[Dataset entries]
== == ==

/// Everything the request handlers need besides the session itself.
pub struct RequestContext {
    pub host: Arc<dyn HostCallbacks>,
    pub registry: Arc<SessionRegistry>,
    pub ports: Arc<PortAllocator>,
    /// Address advertised in rewritten descriptions.
    pub advertised_ip: String,
    /// Config-level gate for event notifications.
    pub notify_events: bool,
    pub recordings_dir: Option<PathBuf>,
}

impl RequestContext {
    fn events_enabled(&self) -> bool {
        self.notify_events && self.host.events_is_enabled()
    }
}

/// Drain the request queue until an exit message arrives.
pub async fn run_worker(
    ctx: Arc<RequestContext>,
    mut rx: mpsc::UnboundedReceiver<WorkerMessage>,
) {
    debug!("Joining request worker");
    while let Some(message) = rx.recv().await {
        let request = match message {
            WorkerMessage::Exit => break,
            WorkerMessage::Request(request) => request,
        };
        let Some(session) = ctx.registry.get(request.handle) else {
            error!("No session associated with handle {}", request.handle);
            continue;
        };
        if session.is_destroyed() {
            continue;
        }
        match handle_request(&ctx, &session, &request).await {
            Ok((result, jsep)) => {
                let event = json!({ "nosip": "event", "result": result });
                ctx.host.push_event(request.handle, &request.transaction, event, jsep);
            }
            Err(e) => {
                let event = json!({
                    "nosip": "event",
                    "error_code": e.code(),
                    "error": e.to_string(),
                });
                ctx.host.push_event(request.handle, &request.transaction, event, None);
            }
        }
    }
    debug!("Leaving request worker");
}

fn parse_params<T: DeserializeOwned>(message: &Value) -> Result<T> {
    serde_json::from_value(message.clone()).map_err(|e| {
        let text = e.to_string();
        if text.contains("missing field") {
            Error::MissingElement(text)
        } else {
            Error::invalid_element(text)
        }
    })
}

#[derive(Debug, Deserialize)]
struct GenerateParams {
    info: Option<String>,
    srtp: Option<String>,
    srtp_profile: Option<String>,
}

#[derive(Debug, Deserialize)]
struct ProcessParams {
    #[serde(rename = "type")]
    kind: String,
    sdp: String,
    info: Option<String>,
    srtp: Option<String>,
    srtp_profile: Option<String>,
    #[serde(default)]
    update: bool,
}

#[derive(Debug, Deserialize)]
struct RecordingParams {
    action: String,
    #[serde(default)]
    audio: bool,
    #[serde(default)]
    video: bool,
    #[serde(default)]
    peer_audio: bool,
    #[serde(default)]
    peer_video: bool,
    filename: Option<String>,
}

#[derive(Debug, Deserialize)]
struct KeyframeParams {
    #[serde(default)]
    user: bool,
    #[serde(default)]
    peer: bool,
}

/// Dispatch one request and produce the result payload plus an optional
/// WebRTC-side description to push along with it.
pub(crate) async fn handle_request(
    ctx: &RequestContext,
    session: &Arc<Session>,
    request: &PendingRequest,
) -> Result<(Value, Option<Jsep>)> {
    let message = request.message.as_ref().ok_or(Error::NoMessage)?;
    if !message.is_object() {
        return Err(Error::InvalidJson("Not an object".to_string()));
    }
    let request_value = message
        .get("request")
        .ok_or_else(|| Error::MissingElement("Missing mandatory element (request)".to_string()))?;
    let request_text = request_value
        .as_str()
        .ok_or_else(|| Error::invalid_element("Invalid element type (request should be a string)"))?;

    match request_text.to_ascii_lowercase().as_str() {
        "generate" => handle_negotiation(ctx, session, request, true).await,
        "process" => handle_negotiation(ctx, session, request, false).await,
        "hangup" => {
            ctx.host.close_pc(session.handle);
            Ok((json!({ "event": "hangingup" }), None))
        }
        "recording" => handle_recording(ctx, session, message).await,
        "keyframe" => handle_keyframe(ctx, session, message).await,
        other => Err(Error::invalid_request(format!("Unknown request ({other})"))),
    }
}

fn parse_srtp_option(srtp: Option<&str>) -> Result<(bool, bool)> {
    match srtp {
        None => Ok((false, false)),
        Some(s) if s.eq_ignore_ascii_case("sdes_optional") => Ok((true, false)),
        Some(s) if s.eq_ignore_ascii_case("sdes_mandatory") => Ok((true, true)),
        Some(_) => Err(Error::invalid_element(
            "Invalid element (srtp can only be sdes_optional or sdes_mandatory)",
        )),
    }
}

fn parse_srtp_profile(profile: Option<&str>) -> Result<SrtpProfile> {
    match profile {
        None => Ok(SrtpProfile::AesCm128HmacSha1_80),
        Some("AES_CM_128_HMAC_SHA1_32") => Ok(SrtpProfile::AesCm128HmacSha1_32),
        Some("AES_CM_128_HMAC_SHA1_80") => Ok(SrtpProfile::AesCm128HmacSha1_80),
        Some("AEAD_AES_128_GCM") => Ok(SrtpProfile::AeadAes128Gcm),
        Some("AEAD_AES_256_GCM") => Ok(SrtpProfile::AeadAes256Gcm),
        Some(_) => Err(Error::invalid_element(
            "Invalid element (unsupported SRTP profile)",
        )),
    }
}

/// Pull the base-layer SSRC out of a simulcast description. The shape is
/// permissive: `ssrcs` may be an array (first entry wins) or an object with
/// an `ssrc-0` field, whichever is present.
fn simulcast_base_ssrc(simulcast: &Value) -> Option<u32> {
    let first = simulcast.as_array()?.first()?;
    let ssrcs = first.get("ssrcs")?;
    let mut base = ssrcs
        .as_array()
        .and_then(|list| list.first())
        .and_then(Value::as_u64);
    if let Some(v) = ssrcs.get("ssrc-0").and_then(Value::as_u64) {
        base = Some(v);
    }
    base.map(|v| v as u32)
}
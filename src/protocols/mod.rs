//! Media protocol support for the RTP bridge plugin

pub mod rtcp;
pub mod rtp;
pub mod sdp;
pub mod srtp;

pub use rtp::RtpSwitchingContext;
pub use srtp::{SrtpContext, SrtpProfile};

== == ==

Requirement:
How many lines in the entries above include the string "first"? Answer with the number only.

Answer to this exercise:
4